Walking Through Bad City In The First 'Iranian Vampire Western'
In a recent essay for Wired about Pulp Fiction, Ana Lily Amirpour put forward an outsider's dichotomy for judging films. "Movies trying to be popular, those aren't the real heroes," she wrote. "The real heroes are the odd, off-the-beaten-path weirdos."
Certainly you can garner Amirpour's taste for the strange and uncategorized in her debut feature A Girl Walks Home Alone At Night, which is being billed as the "first Iranian vampire western." You'll also glean her debt to Tarantino, if only in how Girl Walks Home manages to be a wholly original work while containing nary a unique thought or idea.
Instead the movie's constituent parts reflect a mishmash of pop cultural artifacts, both in the larger plot structures the films calls back to and the smaller elements of its design: one of the characters' apartments, for example, features Bee Gees and Madonna posters as well as a record player on which she plays the post-punk band White Lies.
Fortunately, all these elements are admirably stitched together by Amirpour's strict handling of tone. Girl Walks Home isn't a chaotic genre mash-up that relishes every cultural reference, but a work where every individual element is sacrificed to the larger cause of creeping us right out.
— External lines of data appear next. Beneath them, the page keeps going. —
#[derive(Debug, Clone, Default, PartialEq, Eq, Serialize)]
#[serde(rename_all = "camelCase")]
pub struct StatsSummary {
    pub players_updated: u32,
    pub players_skipped: u32,
    pub teams_updated: u32,
}

/// Folds the ticket's match into the store and stamps the match as applied.
///
/// If a store call fails the ticket is dropped unfinished, the match stays
/// `Pending` and the fold can be retried.
pub fn apply_match_stats<S>(
    ticket: StatsTicket<'_>,
    store: &S,
    now: DateTime<Utc>,
) -> Result<StatsSummary>
where
    S: CareerStore + ?Sized,
{
    let m = ticket.scored_match();
    let played_at = m.completed_at.unwrap_or(now);
    let mut summary = StatsSummary::default();

    for c in contributions(m) {
        let mut career = store
            .load_player(&c.player_id)?
            .unwrap_or_else(|| PlayerCareer::for_player(&c.player, &c.player_id));
        if fold_player(&mut career, &c, m, played_at) {
            store
                .save_player(&career)
                .with_context(|| format!("Failed to save career for {}", c.player_id))?;
            summary.players_updated += 1;
        } else {
            debug!("Career {} already includes match {}", c.player_id, m.id);
            summary.players_skipped += 1;
        }
    }

    for side in [TeamSide::TeamA, TeamSide::TeamB] {
        let team = m.team(side);
        let Some(team_id) = team.id.as_deref() else {
            continue;
        };
        let mut record = store
            .load_team(team_id)?
            .unwrap_or_else(|| TeamRecord::new(team_id, team.name.clone()));
        record.name = team.name.clone();
        if record.record(&m.id, outcome_for(m, side)) {
            record.updated_at = Some(now);
            store
                .save_team(&record)
                .with_context(|| format!("Failed to save team record {}", team_id))?;
            summary.teams_updated += 1;
        }
    }

    info!(
        "Stats applied for match {}: {} players updated, {} skipped, {} teams",
        m.id, summary.players_updated, summary.players_skipped, summary.teams_updated
    );
    ticket.finish(now);
    Ok(summary)
}

#[cfg(test)]
mod tests {
    use super::*;
    use crate::db::models::{MatchFormat, NewMatch, Team};
    use crate::scoring::{RawBall, ScoringRequest, ScoringRules, TossRequest};
    use approx::assert_relative_eq;
    use std::cell::RefCell;
    use std::collections::HashMap;

    #[derive(Default)]
    struct MemoryStore {
        players: RefCell<HashMap<String, PlayerCareer>>,
        teams: RefCell<HashMap<String, TeamRecord>>,
    }

    impl CareerStore for MemoryStore {
        fn load_player(&self, player_id: &str) -> Result<Option<PlayerCareer>> {
            Ok(self.players.borrow().get(player_id).cloned())
        }

        fn save_player(&self, career: &PlayerCareer) -> Result<()> {
            self.players
                .borrow_mut()
                .insert(career.player_id.clone(), career.clone());
            Ok(())
        }

        fn load_team(&self, team_id: &str) -> Result<Option<TeamRecord>> {
            Ok(self.teams.borrow().get(team_id).cloned())
        }

        fn save_team(&self, record: &TeamRecord) -> Result<()> {
            self.teams
                .borrow_mut()
                .insert(record.team_id.clone(), record.clone());
            Ok(())
        }
    }

    /// Ana 4, Ana 1, Bea bowled by Xu for a duck, then called off.
    fn completed_match() -> Match {
        let team_a = Team {
            name: "Strikers".into(),
            id: Some("t-str".into()),
            players: vec![PlayerRef::with_id("Ana", "p1"), PlayerRef::with_id("Bea", "p2")],
        };
        let team_b = Team {
            name: "Thunder".into(),
            id: Some("t-thu".into()),
            players: vec![PlayerRef::with_id("Xu", "p9"), PlayerRef::new("Yan")],
        };
        let mut m = Match::new(
            NewMatch {
                id: "m1".into(),
                format: MatchFormat::t20(),
                team_a,
                team_b,
            },
            Utc::now(),
        )
        .unwrap();
        m.set_toss(
            &TossRequest {
                toss_winner_team: "teamA".into(),
                decision: "bat".into(),
            },
            Utc::now(),
        )
        .unwrap();
        let rules = ScoringRules::default();
        for ball in [
            RawBall::new(4).striker("ana").non_striker("Bea").bowler("Xu"),
            RawBall::new(1),
            RawBall::new(0).wicket("bowled"),
        ] {
            m.score(&ScoringRequest::Delivery(ball), &rules, Utc::now()).unwrap();
        }
        m.complete(Utc::now()).unwrap();
        m
    }

    #[test]
    fn test_claim_requires_pending_completed_match() {
        let mut m = completed_match();
        m.status = MatchStatus::Live;
        assert!(matches!(
            StatsTicket::claim(&mut m),
            Err(ScoringError::NotCompleted(_))
        ));

        let mut m = completed_match();
        m.completion = CompletionPhase::StatsApplied {
            applied_at: Utc::now(),
        };
        assert!(matches!(
            StatsTicket::claim(&mut m),
            Err(ScoringError::StatsAlreadyApplied(_))
        ));
    }

    #[test]
    fn test_contributions_resolve_names_against_rosters() {
        let m = completed_match();
        let list = contributions(&m);
        let ids: Vec<_> = list.iter().map(|c| c.player_id.as_str()).collect();
        // Yan has no id and never played
        assert_eq!(ids, vec!["p1", "p2", "p9"]);

        let ana = &list[0];
        assert_eq!(ana.side, TeamSide::TeamA);
        let bat = ana.batting.as_ref().unwrap();
        assert_eq!((bat.runs, bat.balls, bat.fours, bat.dismissed), (5, 2, 1, false));
        assert!(ana.bowling.is_none());

        let xu = &list[2];
        assert_eq!(xu.side, TeamSide::TeamB);
        let bowl = xu.bowling.as_ref().unwrap();
        assert_eq!((bowl.balls, bowl.runs, bowl.wickets), (3, 5, 1));
    }

    #[test]
    fn test_apply_folds_careers_and_teams_once() {
        let mut m = completed_match();
        let store = MemoryStore::default();
        let now = Utc::now();

        let ticket = StatsTicket::claim(&mut m).unwrap();
        let summary = apply_match_stats(ticket, &store, now).unwrap();
        assert_eq!(summary.players_updated, 3);
        assert_eq!(summary.teams_updated, 2);
        assert!(m.completion.is_applied());

        let players = store.players.borrow();
        let ana = &players["p1"];
        assert_eq!((ana.matches, ana.wins), (1, 1));
        assert_eq!(ana.batting.not_outs, 1);
        assert!(ana.batting.average.is_none());
        assert_eq!(ana.formats["T20"].runs, 5);
        assert_eq!(ana.history[0].opponent, "Thunder");

        let bea = &players["p2"];
        assert_eq!(bea.batting.ducks, 1);
        assert_relative_eq!(bea.batting.average.unwrap(), 0.0);

        let xu = &players["p9"];
        assert_eq!(xu.losses, 1);
        assert_eq!(xu.bowling.best, Some(BestFigures { wickets: 1, runs: 5 }));
        assert_eq!(xu.bowling.overs(), "0.3");
        drop(players);

        let teams = store.teams.borrow();
        assert_eq!(teams["t-str"].wins, 1);
        assert_eq!(teams["t-thu"].losses, 1);
        drop(teams);

        assert!(matches!(
            StatsTicket::claim(&mut m),
            Err(ScoringError::StatsAlreadyApplied(_))
        ));
    }

    #[test]
    fn test_retry_after_interrupted_fold_skips_absorbed_records() {
        let mut m = completed_match();
        let store = MemoryStore::default();
        apply_match_stats(StatsTicket::claim(&mut m).unwrap(), &store, Utc::now()).unwrap();
        let before = store.players.borrow().clone();

        // the match save after the fold never happened
        m.completion = CompletionPhase::Pending;
        let summary =
            apply_match_stats(StatsTicket::claim(&mut m).unwrap(), &store, Utc::now()).unwrap();
        assert_eq!(summary.players_updated, 0);
        assert_eq!(summary.players_skipped, 3);
        assert_eq!(summary.teams_updated, 0);
        assert_eq!(*store.players.borrow(), before);
        assert_eq!(store.teams.borrow()["t-str"].matches, 1);
    }

    #[test]
    fn test_best_figures_keep_the_better_spell() {
        let mut m = completed_match();
        let mut career = PlayerCareer::new("p9", "Xu");
        career.bowling.best = Some(BestFigures { wickets: 1, runs: 3 });
        let c = contributions(&m).into_iter().find(|c| c.player_id == "p9").unwrap();
        assert!(fold_player(&mut career, &c, &m, Utc::now()));
        assert_eq!(career.bowling.best, Some(BestFigures { wickets: 1, runs: 3 }));
        assert!(!fold_player(&mut career, &c, &m, Utc::now()));

        m.id = "m2".into();
        career.bowling.best = Some(BestFigures { wickets: 0, runs: 0 });
        assert!(fold_player(&mut career, &c, &m, Utc::now()));
        assert_eq!(career.bowling.best.unwrap().to_string(), "1/5");
    }
}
The film is set in Bad City, a sparsely populated Iranian town being haunted by an unnamed, hijab-wearing vampire (Sheila Vand). Bad City's isolation is just about the only thing, other than the occasional spaghetti western score, that gives the film a Western feel. When that feel is paired with vampires and Amirpour's deliberate pacing, the resemblance to Jim Jarmusch's work — particularly this year's Only Lovers Left Alive — is actually more pronounced.
Much like Only Lovers's Detroit, Bad City is desolate, grey, and seen largely at night — a moody atmosphere heightened by the movie's black-and-white cinematography. In a couple of disconcerting shots, Amirpour shows us a nearby ditch, located close to a field of oil rigs, in which the bodies of residents are dumped as they die off. Bad City is seemingly fading away into history, and the few people who remain seem content retreating to their respective hiding places. Arash (Arash Marandi), a local landscaper who styles himself after James Dean, obsesses over his '50s sports car. Atti (Mozhan Marnò), a prostitute, is either working or confined to a cramped apartment.
There's rarely any interaction between characters that isn't somehow contractual. Mostly we see moments like the local drug dealer Saeed (Dominic Rains) demanding money from Atti or Arash's junkie father — this before the vampire puts an end to Saeed's business — or a young boy asking Arash for money in the opening scene. A scene at a club is one of the few featuring more than three characters, but it's marked by Arash getting high and unsuccessfully hitting on Shaydah (Rome Shadanloo), a wealthy client of his, first as a landscaper and later as the heir to Saeed's drug-dealing throne.
This absence of intimacy gives the vampire's every appearance a charged energy. Filmed in the shadows, she's a menacing presence that endangers the complacent behavior we otherwise witness in Bad City. She also initiates the only meaningful interactions that we see in the film, whether in a nascent romance with Arash or in a heartfelt chat with Atti about her work.
The surreal nature of Bad City, coupled with Amirpour's limited use of dialogue and exposition, also means Girl Walks Home invites plenty of possible allegorical interpretations — not that Amirpour is keen on affirming any of them. As the vampire disrupts the day-to-day life of Bad City, often violently, it remains mysterious just what she represents. In some scenes, such as when she scolds the young boy from the film's opening scene and tells him to "be good," she's a watchful eye for an amoral town, a vigilante. But in other moments, Amirpour battles our desire to over-interpret, positing the vampire, and the superficial Bad City residents she torments, as merely ravenous, motivated not by any code but by lust and desire.
Of course, setting the movie in Iran doesn't help dissuade the search for political undertones. But as Amirpour, who was born to Iranian parents in England and lives in Los Angeles, shifts our view of the vampire from member of the morality police to liberator of the passions, she doesn't seem naïve. She just seems more interested in wooing the audience with mystery than in guaranteeing a perfectly cohesive vision.
A similar tension exists when Amirpour engages her more pulpy influences. Girl Walks Home, it must be said, is not all serious. It's a movie, after all, where the villainous drug dealer has the word "sex" tattooed on his neck, one where the final scene feels like the start to a joyriding B-movie and features a stellar second-to-last shot that's as absurd as it is wonderfully composed.
Like much in Girl Walks Home, Amirpour's combination of the frivolous and the grim is slightly half-baked, but it's always compelling. In part that's because Amirpour has a talent for making it seem like the revelation of her grand vision lies just around the corner, even if it never comes. But mostly it's because, though the scenery seems familiar, the path Amirpour is on with Girl Walks Home feels entirely her own.